### EXERCISE
State the number of lines in these records holding "create". Say nothing more.

Stored data entries
§ §

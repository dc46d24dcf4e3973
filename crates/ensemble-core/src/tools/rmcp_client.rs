//! MCP servers launched as child processes and reached through `rmcp`.
//!
//! Each configured server becomes one [`RMCPClient`]. [`McpToolServers`] groups
//! them by server name and exposes the group as an [`ExternalTools`] source.

use async_trait::async_trait;
use rmcp::{
    model::{CallToolRequestParam, RawContent, ResourceContents, Tool},
    service::{DynService, RunningService, ServiceExt},
    transport::TokioChildProcess,
    RoleClient,
};
use serde_json::Value;
use std::collections::HashMap;
use std::time::Duration;
use tokio::process::Command;

use super::mcp_client::{ExternalToolInfo, ExternalTools};
use crate::config::{McpCommand, McpServerConfig};
use crate::errors::EnsembleError;

const LIST_TOOLS_TIMEOUT: Duration = Duration::from_secs(30);
const RESPONSE_CHAR_LIMIT: usize = 20_000;
const TRUNCATION_MESSAGE: &str = " [...TRUNCATED...]";

pub struct RMCPClient {
    name: String,
    service: Option<RunningService<RoleClient, Box<dyn DynService<RoleClient>>>>,
}

impl RMCPClient {
    pub async fn connect(name: &str, mcp_command: &McpCommand) -> Result<Self, EnsembleError> {
        log::info!(
            "Starting MCP server '{}' with command: {} {:?}",
            name,
            mcp_command.run,
            mcp_command.args
        );

        let mut cmd = Command::new(&mcp_command.run);
        cmd.args(&mcp_command.args);

        if let Some(working_dir) = &mcp_command.working_dir {
            cmd.current_dir(working_dir);
        }
        for (key, value) in &mcp_command.env {
            cmd.env(key, value);
        }

        let transport = TokioChildProcess::new(cmd)
            .map_err(|e| EnsembleError::MCPError(format!("Failed to create transport: {}", e)))?;

        let service_handler: Box<dyn DynService<RoleClient>> = Box::new(());
        let service = service_handler.serve(transport).await.map_err(|e| {
            log::error!("MCP server '{}' failed to initialize: {}", name, e);
            EnsembleError::MCPError(format!("Failed to create service: {}", e))
        })?;

        log::info!("Connected to MCP server '{}': {:?}", name, service.peer_info());

        Ok(Self {
            name: name.to_string(),
            service: Some(service),
        })
    }

    pub fn name(&self) -> &str {
        &self.name
    }

    pub fn is_connected(&self) -> bool {
        self.service.is_some()
    }

    fn service(
        &self,
    ) -> Result<&RunningService<RoleClient, Box<dyn DynService<RoleClient>>>, EnsembleError> {
        self.service.as_ref().ok_or_else(|| {
            EnsembleError::MCPError(format!("MCP server '{}' is not connected", self.name))
        })
    }

    pub async fn list_tools(&self) -> Result<Vec<ExternalToolInfo>, EnsembleError> {
        let service = self.service()?;

        let response =
            tokio::time::timeout(LIST_TOOLS_TIMEOUT, service.list_tools(Default::default()))
                .await
                .map_err(|_| {
                    EnsembleError::MCPError(format!(
                        "Timeout waiting for list_tools response from '{}'",
                        self.name
                    ))
                })?
                .map_err(|e| EnsembleError::MCPError(format!("Failed to list tools: {}", e)))?;

        log::debug!("Listed {} tools from MCP server '{}'", response.tools.len(), self.name);
        Ok(response.tools.iter().map(convert_tool).collect())
    }

    pub async fn call_tool(
        &self,
        tool_name: &str,
        arguments: Value,
    ) -> Result<String, EnsembleError> {
        let service = self.service()?;

        let arguments = if arguments.is_null() {
            None
        } else {
            arguments.as_object().cloned()
        };

        let request = CallToolRequestParam {
            name: tool_name.to_string().into(),
            arguments,
        };

        let result = service.call_tool(request).await.map_err(|e| {
            EnsembleError::MCPError(format!("Failed to call tool '{}': {}", tool_name, e))
        })?;

        if result.is_error == Some(true) {
            return Err(EnsembleError::MCPError(format!(
                "Tool '{}' reported an error: {}",
                tool_name,
                render_content(&result.content)
            )));
        }

        Ok(render_content(&result.content))
    }

    pub async fn disconnect(&mut self) -> Result<(), EnsembleError> {
        if let Some(service) = self.service.take() {
            service
                .cancel()
                .await
                .map_err(|e| EnsembleError::MCPError(format!("Failed to cancel service: {}", e)))?;
        }
        log::info!("Disconnected from MCP server '{}'", self.name);
        Ok(())
    }
}

impl Drop for RMCPClient {
    fn drop(&mut self) {
        if let Some(service) = self.service.take() {
            // Can't await in Drop
            tokio::spawn(async move {
                if let Err(e) = service.cancel().await {
                    log::warn!("Failed to cancel service during drop: {}", e);
                }
            });
        }
    }
}

fn convert_tool(tool: &Tool) -> ExternalToolInfo {
    ExternalToolInfo {
        name: tool.name.to_string(),
        description: tool
            .description
            .as_ref()
            .map(|d| d.as_ref())
            .unwrap_or("")
            .to_string(),
        input_schema: Value::Object(tool.input_schema.as_ref().clone()),
    }
}

fn render_content(content: &[rmcp::model::Content]) -> String {
    if content.is_empty() {
        return "Tool executed successfully (no content returned)".to_string();
    }

    let mut text = String::new();
    for c in content {
        let part = match &c.raw {
            RawContent::Text(text_content) => text_content.text.clone(),
            RawContent::Image(image) => {
                format!("Image ({}, {} bytes)", image.mime_type, image.data.len())
            }
            RawContent::Resource(resource) => match &resource.resource {
                ResourceContents::TextResourceContents { uri, .. }
                | ResourceContents::BlobResourceContents { uri, .. } => {
                    format!("Resource: {}", uri)
                }
            },
            RawContent::Audio(audio) => {
                format!("Audio ({}, {} bytes)", audio.mime_type, audio.data.len())
            }
        };
        if !text.is_empty() {
            text.push('\n');
        }
        text.push_str(&part);
    }

    truncate_chars(text, RESPONSE_CHAR_LIMIT)
}

fn truncate_chars(text: String, limit: usize) -> String {
    if text.chars().count() <= limit {
        return text;
    }
    let mut truncated: String = text.chars().take(limit).collect();
    truncated.push_str(TRUNCATION_MESSAGE);
    truncated
}

/// Connected MCP servers keyed by server name.
#[derive(Default)]
pub struct McpToolServers {
    clients: HashMap<String, RMCPClient>,
}

impl McpToolServers {
    pub fn new() -> Self {
        Self::default()
    }

    /// Connect every enabled server. A server that fails to start is logged and skipped.
    pub async fn connect_all<'a, I>(servers: I) -> Self
    where
        I: IntoIterator<Item = &'a McpServerConfig>,
    {
        let mut group = Self::new();
        for server in servers.into_iter().filter(|s| s.enabled) {
            match RMCPClient::connect(&server.name, &server.command).await {
                Ok(client) => {
                    group.clients.insert(server.name.clone(), client);
                }
                Err(e) => log::error!("Skipping MCP server '{}': {}", server.name, e),
            }
        }
        group
    }

    pub fn server_names(&self) -> Vec<String> {
        let mut names: Vec<String> = self.clients.keys().cloned().collect();
        names.sort();
        names
    }

    pub fn is_empty(&self) -> bool {
        self.clients.is_empty()
    }

    pub async fn shutdown(&mut self) {
        for (name, mut client) in self.clients.drain() {
            if let Err(e) = client.disconnect().await {
                log::warn!("Error disconnecting MCP server '{}': {}", name, e);
            }
        }
    }
}

#[async_trait]
impl ExternalTools for McpToolServers {
    async fn list_tools(&self) -> Result<HashMap<String, Vec<ExternalToolInfo>>, EnsembleError> {
        let mut all = HashMap::new();
        for (name, client) in &self.clients {
            match client.list_tools().await {
                Ok(tools) => {
                    all.insert(name.clone(), tools);
                }
                Err(e) => log::error!("Error listing tools from MCP server '{}': {}", name, e),
            }
        }
        Ok(all)
    }

    async fn call_tool(
        &self,
        source: &str,
        tool: &str,
        arguments: Value,
    ) -> Result<Value, EnsembleError> {
        let client = self.clients.get(source).ok_or_else(|| {
            EnsembleError::MCPError(format!("Unknown MCP server '{}'", source))
        })?;
        client.call_tool(tool, arguments).await.map(Value::String)
    }
}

§ §

### WRITTEN RESPONSE
2